// SPDX-License-Identifier: BUSL-1.1
// Copyright (c) 2026 Alfred Jean LLC

// Allow panic!/unwrap/expect in test code
#![cfg_attr(test, allow(clippy::panic))]
#![cfg_attr(test, allow(clippy::unwrap_used))]
#![cfg_attr(test, allow(clippy::expect_used))]

//! Persistent execution state for stepwise runs

mod config;
mod error;
mod manager;
mod state;
mod store;

pub use config::{StoreConfig, DEFAULT_LOCK_TIMEOUT, STATE_DIR_ENV};
pub use error::{ErrorReport, StateError};
pub use manager::StateManager;
pub use state::{
    AgentBinding, BindingStatus, BindingUpdate, CreateOptions, PendingStep, RunAction, Session,
    WorkflowState, COMPLETED_VAR, MESSAGE_VAR, STOPPED_VAR,
};
pub use store::{read_json, remove, write_json, StoreLock};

============

= Exercise details =
Set down each entry from above once more, exactly as written.

= Written solution =
// SPDX-License-Identifier: BUSL-1.1
// Copyright (c) 2026 Alfred Jean LLC

// Allow panic!/unwrap/expect in test code
#![cfg_attr(test, allow(clippy::panic))]
#![cfg_attr(test, allow(clippy::unwrap_used))]
#![cfg_attr(test, allow(clippy::expect_used))]

//! Persistent execution state for stepwise runs

mod config;
mod error;
mod manager;
mod state;
mod store;

pub use config::{StoreConfig, DEFAULT_LOCK_TIMEOUT, STATE_DIR_ENV};
pub use error::{ErrorReport, StateError};
pub use manager::StateManager;
pub use state::{
    AgentBinding, BindingStatus, BindingUpdate, CreateOptions, PendingStep, RunAction, Session,
    WorkflowState, COMPLETED_VAR, MESSAGE_VAR, STOPPED_VAR,
};
pub use store::{read_json, remove, write_json, StoreLock};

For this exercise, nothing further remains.